▶ **How to complete this task**: What lines below contain the word "AUTHORIZATION"? Please pull each one out.

▶ **Data for this task**:
· · ·

//! Validation Error Types

use serde::Serialize;
use std::fmt;
use thiserror::Error;

/// A single rule violation on one field
#[derive(Debug, Clone, PartialEq, Error)]
pub enum ValidationError {
    /// Missing or blank value
    #[error("{field} is required")]
    Required { field: &'static str },

    /// Text longer than allowed
    #[error("{field} must be at most {max} characters")]
    TooLong { field: &'static str, max: usize },

    /// Value out of allowed range
    #[error("{field} value {value} is out of range [{min}, {max}]")]
    OutOfRange {
        field: &'static str,
        value: f64,
        min: f64,
        max: f64,
    },

    /// Invalid data format
    #[error("{field}: {reason}")]
    InvalidFormat { field: &'static str, reason: String },

    /// End of a period before its start
    #[error("{field} must not be before {start_field}")]
    InvalidPeriod {
        field: &'static str,
        start_field: &'static str,
    },
}

impl ValidationError {
    /// Name of the offending field
    pub fn field(&self) -> &'static str {
        match self {
            ValidationError::Required { field }
            | ValidationError::TooLong { field, .. }
            | ValidationError::OutOfRange { field, .. }
            | ValidationError::InvalidFormat { field, .. }
            | ValidationError::InvalidPeriod { field, .. } => *field,
        }
    }
}

/// Wire form of a field error
#[derive(Debug, Clone, PartialEq, Eq, Serialize)]
pub struct FieldError {
    pub field: String,
    pub message: String,
}

impl FieldError {
    pub fn new(field: impl Into<String>, message: impl Into<String>) -> Self {
        Self {
            field: field.into(),
            message: message.into(),
        }
    }
}

impl From<&ValidationError> for FieldError {
    fn from(error: &ValidationError) -> Self {
        FieldError::new(error.field(), error.to_string())
    }
}

/// Every violation found in one payload
#[derive(Debug, Clone, PartialEq)]
pub struct ValidationErrors(pub Vec<ValidationError>);

impl ValidationErrors {
    pub fn field_errors(&self) -> Vec<FieldError> {
        self.0.iter().map(FieldError::from).collect()
    }

    pub fn len(&self) -> usize {
        self.0.len()
    }

    pub fn is_empty(&self) -> bool {
        self.0.is_empty()
    }
}

impl fmt::Display for ValidationErrors {
    fn fmt(&self, f: &mut fmt::Formatter<'_>) -> fmt::Result {
        let messages: Vec<String> = self.0.iter().map(|e| e.to_string()).collect();
        write!(f, "{}", messages.join("; "))
    }
}

impl std::error::Error for ValidationErrors {}

impl From<ValidationError> for ValidationErrors {
    fn from(error: ValidationError) -> Self {
        ValidationErrors(vec![error])
    }
}
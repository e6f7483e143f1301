//! API route handlers

mod alerts;
mod allocations;
mod annual_budgets;
mod audit;
mod budget_lines;
mod cache_admin;
mod comments;
mod contracts;
mod invitations;
mod invoices;
mod organizations;
mod poles;
mod reference;
mod reports;
mod services;
mod sessions;
mod users;
mod yearly_budgets;

use crate::error::ApiError;
use crate::extract::AuthContext;
use crate::{AppState, SharedState};
use axum::routing::{delete, get, patch, post, put};
use axum::Router;
use data_validator::{Normalize, Validate, Validator};
use metrics::counter;
use serde::{Deserialize, Deserializer};
use storage::{AuditAction, Scoped};
use tracing::error;
use uuid::Uuid;

/// Routes mounted under `/api/v1`
pub fn router() -> Router<SharedState> {
    Router::new()
        // Sessions & tenancy
        .route("/sessions", post(sessions::create).delete(sessions::destroy))
        .route("/organizations", get(organizations::list).post(organizations::create))
        .route(
            "/organizations/current",
            get(organizations::current)
                .put(organizations::update)
                .patch(organizations::update),
        )
        .route("/users", get(users::list))
        .route(
            "/users/:id",
            get(users::get).patch(users::update_role).delete(users::remove),
        )
        .route("/invitations", get(invitations::list).post(invitations::create))
        .route("/invitations/:id", delete(invitations::revoke))
        .route("/invitations/:id/accept", post(invitations::accept))
        // Organizational structure
        .route("/services", get(services::list).post(services::create))
        .route(
            "/services/:id",
            get(services::get).put(services::update).delete(services::remove),
        )
        .route("/poles", get(poles::list).post(poles::create))
        .route(
            "/poles/:id",
            get(poles::get).put(poles::update).delete(poles::remove),
        )
        .route(
            "/budget-domains",
            get(reference::list_domains).post(reference::create_domain),
        )
        .route("/budget-domains/:id", delete(reference::delete_domain))
        .route(
            "/budget-types",
            get(reference::list_types).post(reference::create_type),
        )
        .route("/budget-types/:id", delete(reference::delete_type))
        // Budget data
        .route("/budget-lines", get(budget_lines::list).post(budget_lines::create))
        .route(
            "/budget-lines/:id",
            get(budget_lines::get)
                .put(budget_lines::replace)
                .patch(budget_lines::patch)
                .delete(budget_lines::remove),
        )
        .route(
            "/budget-lines/:id/comments",
            get(comments::list).post(comments::create),
        )
        .route("/comments/:id", delete(comments::remove))
        .route(
            "/budget-lines/:id/allocations",
            get(allocations::list).post(allocations::create),
        )
        .route(
            "/allocations/:id",
            patch(allocations::update).delete(allocations::remove),
        )
        .route("/invoices", get(invoices::list).post(invoices::create))
        .route(
            "/invoices/:id",
            get(invoices::get)
                .put(invoices::replace)
                .patch(invoices::patch)
                .delete(invoices::remove),
        )
        .route("/contracts", get(contracts::list).post(contracts::create))
        .route(
            "/contracts/:id",
            get(contracts::get)
                .put(contracts::replace)
                .patch(contracts::patch)
                .delete(contracts::remove),
        )
        .route(
            "/yearly-budgets",
            get(yearly_budgets::list).post(yearly_budgets::create),
        )
        .route(
            "/yearly-budgets/:id",
            put(yearly_budgets::update).delete(yearly_budgets::remove),
        )
        .route(
            "/annual-budgets",
            get(annual_budgets::list).post(annual_budgets::upsert),
        )
        // Derived views
        .route("/alerts", get(alerts::get_alerts))
        .route("/reports/invoices/monthly", get(reports::monthly_invoices))
        .route("/audit-logs", get(audit::list))
        .route("/cache/clear", post(cache_admin::clear))
}

/// Deserializer for optional PATCH fields: an absent field gives `None`,
/// an explicit `null` gives `Some(None)` and clears the stored value.
pub(crate) fn nullable<'de, T, D>(deserializer: D) -> Result<Option<Option<T>>, D::Error>
where
    T: Deserialize<'de>,
    D: Deserializer<'de>,
{
    Option::<T>::deserialize(deserializer).map(Some)
}

/// Normalize then validate a request body
pub(crate) fn checked<T: Normalize + Validate>(validator: &Validator, body: T) -> Result<T, ApiError> {
    let body = body.normalize();
    body.validate(validator)?;
    Ok(body)
}

/// Append an audit entry for a write on `record`
pub(crate) fn audit<T: Scoped>(
    state: &AppState,
    ctx: &AuthContext,
    action: AuditAction,
    record: &T,
    summary: impl Into<String>,
) {
    audit_entity(
        state,
        ctx.organization_id,
        ctx.user.id,
        action,
        T::KIND,
        record.id(),
        summary,
    );
}

/// Append an audit entry for a write that is already stored.
///
/// A failure is logged and counted; the write itself stands.
pub(crate) fn audit_entity(
    state: &AppState,
    organization_id: Uuid,
    user_id: Uuid,
    action: AuditAction,
    entity: &str,
    entity_id: Uuid,
    summary: impl Into<String>,
) {
    if let Err(e) = state
        .repository
        .record_audit(organization_id, user_id, action, entity, entity_id, summary)
    {
        counter!("budget_audit_failures_total").increment(1);
        error!("Failed to audit {:?} of {} {}: {}", action, entity, entity_id, e);
    }
}
//! Request extractors

use crate::error::ApiError;
use crate::SharedState;
use auth::{AuthError, Role, SharedKey};
use axum::async_trait;
use axum::extract::{FromRequest, FromRequestParts, Request};
use axum::http::header::AUTHORIZATION;
use axum::http::request::Parts;
use axum::http::HeaderMap;
use axum::Json;
use serde::de::DeserializeOwned;
use storage::User;
use uuid::Uuid;

/// The authenticated member behind a request
#[derive(Debug, Clone)]
pub struct AuthContext {
    pub user: User,
    pub organization_id: Uuid,
    pub role: Role,
    pub token: String,
}

impl AuthContext {
    /// Fail with 403 unless the member has at least `role`
    pub fn require(&self, role: Role) -> Result<(), ApiError> {
        Ok(auth::authorize(self.role, role)?)
    }
}

#[async_trait]
impl FromRequestParts<SharedState> for AuthContext {
    type Rejection = ApiError;

    async fn from_request_parts(parts: &mut Parts, state: &SharedState) -> Result<Self, Self::Rejection> {
        let token = bearer_token(&parts.headers).ok_or(AuthError::MissingToken)?;

        let state = state.read().await;
        let session = state.sessions.resolve(token)?;

        // Role is read from the membership so changes apply to live sessions.
        let membership = state
            .repository
            .membership(session.organization_id, session.user_id)?
            .ok_or(AuthError::NotMember)?;
        let user = state.repository.get_user(session.user_id)?;

        Ok(AuthContext {
            user,
            organization_id: session.organization_id,
            role: membership.role,
            token: token.to_string(),
        })
    }
}

/// Header carrying the identity provider's key
pub const ISSUER_KEY_HEADER: &str = "x-issuer-key";
/// Header carrying the operator's key
pub const OPERATOR_KEY_HEADER: &str = "x-operator-key";

/// Marker for requests sent by the identity provider.
///
/// Rejected with 401 when the issuer key is missing, wrong, or not
/// configured at all.
#[derive(Debug, Clone, Copy)]
pub struct VerifiedIssuer;

#[async_trait]
impl FromRequestParts<SharedState> for VerifiedIssuer {
    type Rejection = ApiError;

    async fn from_request_parts(parts: &mut Parts, state: &SharedState) -> Result<Self, Self::Rejection> {
        let state = state.read().await;
        if presents_key(&parts.headers, ISSUER_KEY_HEADER, state.issuer_key.as_ref()) {
            Ok(VerifiedIssuer)
        } else {
            Err(AuthError::UnverifiedIssuer.into())
        }
    }
}

/// Whether the request carries `key` in the `header` header
pub fn presents_key(headers: &HeaderMap, header: &str, key: Option<&SharedKey>) -> bool {
    let presented = headers.get(header).and_then(|v| v.to_str().ok());
    match (key, presented) {
        (Some(key), Some(presented)) => key.matches(presented.trim()),
        _ => false,
    }
}

fn bearer_token(headers: &HeaderMap) -> Option<&str> {
    headers
        .get(AUTHORIZATION)?
        .to_str()
        .ok()?
        .strip_prefix("Bearer ")
        .map(str::trim)
        .filter(|t| !t.is_empty())
}

/// JSON body whose rejections are reported as validation errors
#[derive(Debug, Clone)]
pub struct Payload<T>(pub T);

#[async_trait]
impl<S, T> FromRequest<S> for Payload<T>
where
    T: DeserializeOwned + Send,
    S: Send + Sync,
{
    type Rejection = ApiError;

    async fn from_request(req: Request, state: &S) -> Result<Self, Self::Rejection> {
        let Json(value) = Json::<T>::from_request(req, state).await?;
        Ok(Payload(value))
    }
}
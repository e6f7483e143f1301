//! Budget domain and budget type routes
//!
//! Listings go through the reference cache and carry a `Cache-Control`
//! header; every write drops the organization's cached lists.

use axum::{
    extract::{Path, State},
    http::{header, StatusCode},
    response::IntoResponse,
    Json,
};
use auth::Role;
use data_validator::{normalizer, Normalize, Validate, ValidationErrors, ValidationResult, Validator};
use serde::Deserialize;
use storage::{AuditAction, BudgetDomain, BudgetType, StorageError};
use uuid::Uuid;

use super::{audit, checked};
use crate::error::ApiError;
use crate::extract::{AuthContext, Payload};
use crate::SharedState;

#[derive(Debug, Deserialize)]
pub struct ReferenceRequest {
    pub name: String,
}

impl Normalize for ReferenceRequest {
    fn normalize(self) -> Self {
        Self {
            name: normalizer::name(&self.name),
        }
    }
}

impl Validate for ReferenceRequest {
    fn validate(&self, validator: &Validator) -> Result<(), ValidationErrors> {
        let mut result = ValidationResult::new();
        result.check(validator.validate_name("name", &self.name));
        result.into_result()
    }
}

/// Names are unique per organization, ignoring case
fn unique_name(new: &str, existing: &str) -> Result<(), StorageError> {
    if new.eq_ignore_ascii_case(existing) {
        Err(StorageError::conflict("name", format!("{} already exists", new)))
    } else {
        Ok(())
    }
}

pub async fn list_domains(
    State(state): State<SharedState>,
    ctx: AuthContext,
) -> Result<impl IntoResponse, ApiError> {
    let state = state.read().await;
    let domains = state.cache.domains(&state.repository, ctx.organization_id)?;
    Ok(([(header::CACHE_CONTROL, state.cache.cache_control())], Json(domains)))
}

pub async fn create_domain(
    State(state): State<SharedState>,
    ctx: AuthContext,
    Payload(body): Payload<ReferenceRequest>,
) -> Result<(StatusCode, Json<BudgetDomain>), ApiError> {
    ctx.require(Role::Manager)?;
    let state = state.read().await;
    let body = checked(&state.validator, body)?;

    let domain = state.repository.insert_checked(
        BudgetDomain {
            id: Uuid::new_v4(),
            organization_id: ctx.organization_id,
            name: body.name,
        },
        |new, existing| unique_name(&new.name, &existing.name),
    )?;
    state.cache.invalidate_organization(ctx.organization_id);
    audit(&state, &ctx, AuditAction::Create, &domain, format!("created domain {}", domain.name));

    Ok((StatusCode::CREATED, Json(domain)))
}

pub async fn delete_domain(
    State(state): State<SharedState>,
    ctx: AuthContext,
    Path(id): Path<Uuid>,
) -> Result<StatusCode, ApiError> {
    ctx.require(Role::Manager)?;
    let state = state.read().await;

    let domain = state.repository.delete_domain(ctx.organization_id, id)?;
    state.cache.invalidate_organization(ctx.organization_id);
    audit(&state, &ctx, AuditAction::Delete, &domain, format!("deleted domain {}", domain.name));

    Ok(StatusCode::NO_CONTENT)
}

pub async fn list_types(
    State(state): State<SharedState>,
    ctx: AuthContext,
) -> Result<impl IntoResponse, ApiError> {
    let state = state.read().await;
    let types = state.cache.types(&state.repository, ctx.organization_id)?;
    Ok(([(header::CACHE_CONTROL, state.cache.cache_control())], Json(types)))
}

pub async fn create_type(
    State(state): State<SharedState>,
    ctx: AuthContext,
    Payload(body): Payload<ReferenceRequest>,
) -> Result<(StatusCode, Json<BudgetType>), ApiError> {
    ctx.require(Role::Manager)?;
    let state = state.read().await;
    let body = checked(&state.validator, body)?;

    let budget_type = state.repository.insert_checked(
        BudgetType {
            id: Uuid::new_v4(),
            organization_id: ctx.organization_id,
            name: body.name,
        },
        |new, existing| unique_name(&new.name, &existing.name),
    )?;
    state.cache.invalidate_organization(ctx.organization_id);
    audit(&state, &ctx, AuditAction::Create, &budget_type, format!("created type {}", budget_type.name));

    Ok((StatusCode::CREATED, Json(budget_type)))
}

pub async fn delete_type(
    State(state): State<SharedState>,
    ctx: AuthContext,
    Path(id): Path<Uuid>,
) -> Result<StatusCode, ApiError> {
    ctx.require(Role::Manager)?;
    let state = state.read().await;

    let budget_type = state.repository.delete_type(ctx.organization_id, id)?;
    state.cache.invalidate_organization(ctx.organization_id);
    audit(&state, &ctx, AuditAction::Delete, &budget_type, format!("deleted type {}", budget_type.name));

    Ok(StatusCode::NO_CONTENT)
}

· · ·

▶ **Response for this exercise**:
use axum::http::header::AUTHORIZATION;
        .get(AUTHORIZATION)?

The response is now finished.